# ASSIGNMENT
Here is the task for the records below: repeat exactly the lines from the one with "fn default() ->" to the one with "let normal = (origin", both included, and nothing else.

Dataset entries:
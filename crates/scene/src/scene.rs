use glam::Vec3;
use raycam_common::{Color, Ray};
use raycam_kernel::intersect_line_plane;
use serde::{Deserialize, Serialize};
use uuid::Uuid;

use crate::filter::ObjectFilter;
use crate::query::{Intersection, SceneQuery};

/// Unique identifier for an object in a scene.
#[derive(Debug, Clone, Copy, PartialEq, Eq, Hash, PartialOrd, Ord, Serialize, Deserialize)]
pub struct ObjectId(pub Uuid);

impl ObjectId {
    pub fn new() -> Self {
        Self(Uuid::new_v4())
    }
}

impl Default for ObjectId {
    fn default() -> Self {
        Self::new()
    }
}

/// Intersectable geometry.
#[derive(Debug, Clone, Copy, PartialEq, Serialize, Deserialize)]
#[serde(tag = "kind", rename_all = "snake_case")]
pub enum Shape {
    Sphere { center: Vec3, radius: f32 },
    /// Infinite two-sided plane.
    Plane { origin: Vec3, normal: Vec3 },
}

impl Shape {
    /// Nearest `(distance, outward normal)` along a unit-length `dir`.
    fn hit(&self, origin: Vec3, dir: Vec3, max_distance: f32) -> Option<(f32, Vec3)> {
        match *self {
            Shape::Sphere { center, radius } => {
                if !(radius.is_finite() && radius > 0.0) {
                    return None;
                }
                let oc = origin - center;
                let c = oc.length_squared() - radius * radius;
                if c < 0.0 {
                    // Rays starting inside a solid report no hit.
                    return None;
                }
                let b = oc.dot(dir);
                let disc = b * b - c;
                if disc < 0.0 {
                    return None;
                }
                let t = -b - disc.sqrt();
                if t < 0.0 || t > max_distance {
                    return None;
                }
                let normal = (origin + t * dir - center) / radius;
                Some((t, normal.normalize()))
            }
            Shape::Plane { origin: p0, normal } => {
                let n = normal.try_normalize()?;
                let t = intersect_line_plane(origin, dir, p0, n)?;
                if t < 0.0 || t > max_distance {
                    return None;
                }
                let facing = if n.dot(dir) > 0.0 { -n } else { n };
                Some((t, facing))
            }
        }
    }
}

/// A shape with a material color and a layer mask.
#[derive(Debug, Clone, Copy, PartialEq, Serialize, Deserialize)]
pub struct SceneObject {
    pub shape: Shape,
    pub color: Color,
    #[serde(default = "default_layers")]
    pub layers: u32,
}

fn default_layers() -> u32 {
    1
}

impl SceneObject {
    /// Object on the default layer (bit 0).
    pub fn new(shape: Shape, color: Color) -> Self {
        Self {
            shape,
            color,
            layers: default_layers(),
        }
    }

    pub fn with_layers(mut self, layers: u32) -> Self {
        self.layers = layers;
        self
    }
}

/// Serializable scene contents, without object ids.
#[derive(Debug, Clone, Default, PartialEq, Serialize, Deserialize)]
pub struct SceneDescription {
    pub objects: Vec<SceneObject>,
}

/// Fixed-geometry scene answering intersection queries by linear search.
///
/// Objects are kept in insertion order; of two equidistant hits the one added
/// first wins. Spheres without a finite positive radius are never hit.
#[derive(Debug, Clone, Default)]
pub struct Scene {
    objects: Vec<(ObjectId, SceneObject)>,
}

impl Scene {
    pub fn new() -> Self {
        Self::default()
    }

    pub fn from_description(desc: &SceneDescription) -> Self {
        let mut scene = Self::new();
        for obj in &desc.objects {
            scene.add(*obj);
        }
        scene
    }

    pub fn to_description(&self) -> SceneDescription {
        SceneDescription {
            objects: self.objects.iter().map(|(_, obj)| *obj).collect(),
        }
    }

    /// Add an object. Returns its id.
    pub fn add(&mut self, object: SceneObject) -> ObjectId {
        let id = ObjectId::new();
        tracing::debug!(?id, "scene object added");
        self.objects.push((id, object));
        id
    }

    pub fn remove(&mut self, id: ObjectId) -> Option<SceneObject> {
        let index = self.objects.iter().position(|(other, _)| *other == id)?;
        Some(self.objects.remove(index).1)
    }

    pub fn get(&self, id: ObjectId) -> Option<&SceneObject> {
        self.objects
            .iter()
            .find(|(other, _)| *other == id)
            .map(|(_, obj)| obj)
    }

    pub fn len(&self) -> usize {
        self.objects.len()
    }

    pub fn is_empty(&self) -> bool {
        self.objects.is_empty()
    }

    /// Objects with their ids, in insertion order.
    pub fn objects(&self) -> &[(ObjectId, SceneObject)] {
        &self.objects
    }
}

impl SceneQuery for Scene {
    fn intersect(
        &self,
        ray: &Ray,
        max_distance: f32,
        filter: ObjectFilter,
    ) -> Option<Intersection> {
        let dir = ray.direction.try_normalize()?;
        let mut nearest: Option<Intersection> = None;

        for (id, obj) in &self.objects {
            if !filter.matches(obj.layers) {
                continue;
            }
            let limit = nearest.map_or(max_distance, |n| n.distance);
            if let Some((distance, normal)) = obj.shape.hit(ray.origin, dir, limit) {
                if nearest.is_none_or(|n| distance < n.distance) {
                    nearest = Some(Intersection {
                        point: ray.origin + distance * dir,
                        normal,
                        distance,
                        color: obj.color,
                        object: *id,
                    });
                }
            }
        }

        nearest
    }
}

# YOUR SOLUTION
    fn default() -> Self {
        Self::new()
    }
}

/// Intersectable geometry.
#[derive(Debug, Clone, Copy, PartialEq, Serialize, Deserialize)]
#[serde(tag = "kind", rename_all = "snake_case")]
pub enum Shape {
    Sphere { center: Vec3, radius: f32 },
    /// Infinite two-sided plane.
    Plane { origin: Vec3, normal: Vec3 },
}

impl Shape {
    /// Nearest `(distance, outward normal)` along a unit-length `dir`.
    fn hit(&self, origin: Vec3, dir: Vec3, max_distance: f32) -> Option<(f32, Vec3)> {
        match *self {
            Shape::Sphere { center, radius } => {
                if !(radius.is_finite() && radius > 0.0) {
                    return None;
                }
                let oc = origin - center;
                let c = oc.length_squared() - radius * radius;
                if c < 0.0 {
                    // Rays starting inside a solid report no hit.
                    return None;
                }
                let b = oc.dot(dir);
                let disc = b * b - c;
                if disc < 0.0 {
                    return None;
                }
                let t = -b - disc.sqrt();
                if t < 0.0 || t > max_distance {
                    return None;
                }
                let normal = (origin + t * dir - center) / radius;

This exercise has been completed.